Basés sur l’apprentissage de la vélonomie, les ateliers d’auto-réparation de vélo n’échappent pas au sexisme ordinaire. Pour Bérengère Subtil, chargée de plaidoyer mobilité solidaire à la Fédération française des usagers de la bicyclette (FUB), il faut multiplier les initiatives pour combattre les inégalités liées au genre.
Publié le 5 juillet 2024
« Ceci est un tournevis. Ceci n’est pas une compétence plus féminine que masculine. Il suffit d’apprendre », peut-on lire sur les murs de l’atelier d’auto-réparation de vélos de l’association La Solid’, basée à Clisson. Un message de sensibilisation destiné à combattre les pratiques genrées de la mécanique vélo. « Nous sommes loin d’une parité et d’une société égalitaire dans les ateliers d’auto-réparation. Il y a beaucoup moins de réparatrices et de femmes qui viennent réparer que d’hommes », signale Bérengère Subtil. Dans ces espaces, les participants apprennent la vélonomie, c’est-à-dire à être autonomes dans l’entretien et la réparation mécanique d’un deux roues. « S’ouvrir à la mécanique permet de gagner en autonomie, de se sentir plus capable, d’avoir de la puissance vis-à-vis d’un objet du quotidien qui permet de se déplacer », formule-t-elle.

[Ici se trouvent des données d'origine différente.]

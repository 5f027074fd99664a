//! Key/value storage capability behind the field registry and settings.
//!
//! Records are opaque strings (JSON in practice). `TieredStore` pairs a
//! primary store with a fallback that takes over whenever the primary fails.

use async_trait::async_trait;
use std::collections::{HashMap, HashSet};
use std::path::{Path, PathBuf};
use std::sync::{Arc, Mutex, RwLock};
use thiserror::Error;
use tokio::fs;
use tracing::warn;

#[derive(Debug, Error)]
pub enum StorageError {
    #[error("storage unavailable: {0}")]
    Unavailable(String),

    #[error("storage I/O error: {0}")]
    Io(#[from] std::io::Error),

    #[error("invalid stored record: {0}")]
    Serde(#[from] serde_json::Error),

    #[error("invalid field: {0}")]
    InvalidField(String),

    #[error("invalid setting: {0}")]
    InvalidSetting(String),
}

pub type Result<T> = std::result::Result<T, StorageError>;

#[async_trait]
pub trait KeyValueStore: Send + Sync {
    async fn get(&self, key: &str) -> Result<Option<String>>;

    async fn set(&self, key: &str, value: &str) -> Result<()>;

    async fn delete(&self, key: &str) -> Result<()>;
}

/// Process-local store. Lost on exit.
#[derive(Default)]
pub struct MemoryStore {
    records: RwLock<HashMap<String, String>>,
}

impl MemoryStore {
    pub fn new() -> Self {
        Self::default()
    }

    pub fn len(&self) -> usize {
        self.records.read().map(|r| r.len()).unwrap_or(0)
    }

    pub fn is_empty(&self) -> bool {
        self.len() == 0
    }
}

#[async_trait]
impl KeyValueStore for MemoryStore {
    async fn get(&self, key: &str) -> Result<Option<String>> {
        let records = self
            .records
            .read()
            .map_err(|_| StorageError::Unavailable("memory store lock poisoned".to_string()))?;
        Ok(records.get(key).cloned())
    }

    async fn set(&self, key: &str, value: &str) -> Result<()> {
        let mut records = self
            .records
            .write()
            .map_err(|_| StorageError::Unavailable("memory store lock poisoned".to_string()))?;
        records.insert(key.to_string(), value.to_string());
        Ok(())
    }

    async fn delete(&self, key: &str) -> Result<()> {
        let mut records = self
            .records
            .write()
            .map_err(|_| StorageError::Unavailable("memory store lock poisoned".to_string()))?;
        records.remove(key);
        Ok(())
    }
}

/// One file per key under a data directory.
pub struct FileStore {
    dir: PathBuf,
}

impl FileStore {
    pub fn new(dir: impl Into<PathBuf>) -> Self {
        Self { dir: dir.into() }
    }

    pub fn dir(&self) -> &Path {
        &self.dir
    }

    fn path_for(&self, key: &str) -> PathBuf {
        let file_name: String = key
            .chars()
            .map(|c| if c.is_ascii_alphanumeric() || c == '-' || c == '_' { c } else { '_' })
            .collect();
        self.dir.join(format!("{}.json", file_name))
    }
}

#[async_trait]
impl KeyValueStore for FileStore {
    async fn get(&self, key: &str) -> Result<Option<String>> {
        match fs::read_to_string(self.path_for(key)).await {
            Ok(contents) => Ok(Some(contents)),
            Err(e) if e.kind() == std::io::ErrorKind::NotFound => Ok(None),
            Err(e) => Err(e.into()),
        }
    }

    async fn set(&self, key: &str, value: &str) -> Result<()> {
        fs::create_dir_all(&self.dir).await?;
        fs::write(self.path_for(key), value).await?;
        Ok(())
    }

    async fn delete(&self, key: &str) -> Result<()> {
        match fs::remove_file(self.path_for(key)).await {
            Ok(()) => Ok(()),
            Err(e) if e.kind() == std::io::ErrorKind::NotFound => Ok(()),
            Err(e) => Err(e.into()),
        }
    }
}

/// Primary store with a fallback used whenever the primary errors.
///
/// A key whose last write or delete landed in the fallback is read from the
/// fallback until the primary accepts a write for it again.
pub struct TieredStore {
    primary: Arc<dyn KeyValueStore>,
    fallback: Arc<dyn KeyValueStore>,
    failed_over: Mutex<HashSet<String>>,
}

impl TieredStore {
    pub fn new(primary: Arc<dyn KeyValueStore>, fallback: Arc<dyn KeyValueStore>) -> Self {
        Self {
            primary,
            fallback,
            failed_over: Mutex::new(HashSet::new()),
        }
    }

    fn is_failed_over(&self, key: &str) -> bool {
        self.failed_over
            .lock()
            .map(|keys| keys.contains(key))
            .unwrap_or(false)
    }

    fn mark_failed_over(&self, key: &str, failed_over: bool) {
        if let Ok(mut keys) = self.failed_over.lock() {
            if failed_over {
                keys.insert(key.to_string());
            } else {
                keys.remove(key);
            }
        }
    }
}

#[async_trait]
impl KeyValueStore for TieredStore {
    async fn get(&self, key: &str) -> Result<Option<String>> {
        if self.is_failed_over(key) {
            return self.fallback.get(key).await;
        }

        match self.primary.get(key).await {
            Ok(value) => Ok(value),
            Err(e) => {
                warn!(key, error = %e, "Primary store read failed, using fallback");
                self.fallback.get(key).await
            }
        }
    }

    async fn set(&self, key: &str, value: &str) -> Result<()> {
        match self.primary.set(key, value).await {
            Ok(()) => {
                self.mark_failed_over(key, false);
                Ok(())
            }
            Err(e) => {
                warn!(key, error = %e, "Primary store write failed, using fallback");
                self.fallback.set(key, value).await?;
                self.mark_failed_over(key, true);
                Ok(())
            }
        }
    }

    async fn delete(&self, key: &str) -> Result<()> {
        match self.primary.delete(key).await {
            Ok(()) => {
                self.mark_failed_over(key, false);
                if let Err(e) = self.fallback.delete(key).await {
                    warn!(key, error = %e, "Failed to clear fallback copy");
                }
                Ok(())
            }
            Err(e) => {
                warn!(key, error = %e, "Primary store delete failed, using fallback");
                self.fallback.delete(key).await?;
                self.mark_failed_over(key, true);
                Ok(())
            }
        }
    }
}

/// Store that fails every call. Used to exercise degraded paths.
#[cfg(test)]
pub(crate) struct FailingStore;

#[cfg(test)]
#[async_trait]
impl KeyValueStore for FailingStore {
    async fn get(&self, _key: &str) -> Result<Option<String>> {
        Err(StorageError::Unavailable("backend offline".to_string()))
    }

    async fn set(&self, _key: &str, _value: &str) -> Result<()> {
        Err(StorageError::Unavailable("backend offline".to_string()))
    }

    async fn delete(&self, _key: &str) -> Result<()> {
        Err(StorageError::Unavailable("backend offline".to_string()))
    }
}

/// Store that reads fine but rejects every write, like a read-only data dir.
#[cfg(test)]
pub(crate) struct ReadOnlyStore {
    pub(crate) record: Option<String>,
}

#[cfg(test)]
#[async_trait]
impl KeyValueStore for ReadOnlyStore {
    async fn get(&self, _key: &str) -> Result<Option<String>> {
        Ok(self.record.clone())
    }

    async fn set(&self, _key: &str, _value: &str) -> Result<()> {
        Err(StorageError::Unavailable("read-only".to_string()))
    }

    async fn delete(&self, _key: &str) -> Result<()> {
        Err(StorageError::Unavailable("read-only".to_string()))
    }
}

Selon une enquête publiée en 2023 par l’association Les Roues libres, 13 % des métiers de la filière technique du cycle sont occupés par des femmes. Pour la chargée de plaidoyer mobilité solidaire, cette absence de mixité dans les ateliers s’explique d’abord par un phénomène de socialisation genrée. « Le bricolage est associée à une socialisation masculine. Les femmes sont moins poussées à la culture de la débrouille. » Deuxième raison invoquée : le sexisme ordinaire. « Cela commence par l’attitude des réparateurs qui partent parfois du principe que les femmes ne vont pas savoir faire, leur prennent les outils des mains, font du mansplaining et n’ont pas une attitude empouvoirante sur le sujet », regrette Bérengère Subtil.
« Le fait que ces ateliers soient des univers très masculins désincite les femmes à venir dans un espace où elles ne peuvent pas facilement s’identifier ou risquent d’être confrontées à des attitudes sexistes. C’est un cercle vicieux. »
Contrebalancer les déséquilibres
Pour tendre vers l’égalité des genres dans le milieu du deux roues, des associations membres de la FUB ont mis en place des ateliers en mixité choisie réservés aux femmes, minorités de genre ou personnes discriminées. C’est le cas de Biclouves (Bordeaux), des Increvables (Nantes) ou de l’Atelier solidaire (Saint-Ouen). « Elles vont pouvoir s’approprier un espace, des outils sans entrave, et partager selon un principe de forte sororité. » Un lieu sécurisant qui leur permet de se sentir ensuite plus légitimes et mieux armées pour faire face aux comportements sexistes dans des ateliers mixtes. Pour sensibiliser réparateurs et bénévoles, La Solid’ a aussi mis en place des formations sur les sujets d’inégalités de genre et de sexisme ordinaire. De son côté, la FUB développe des fiches thématiques pour aider les structures à développer des initiatives en faveur de l’égalité femme/homme et de l’inclusivité. « Les associations membres s’étaient déjà emparées du sujet. En tant que tête de réseau, notre rôle est de créer des espaces d’échange, de partage d’expérience, et de développer des plaidoyers pour faire connaître ces inégalités et les combattre », conclut Bérengère Subtil.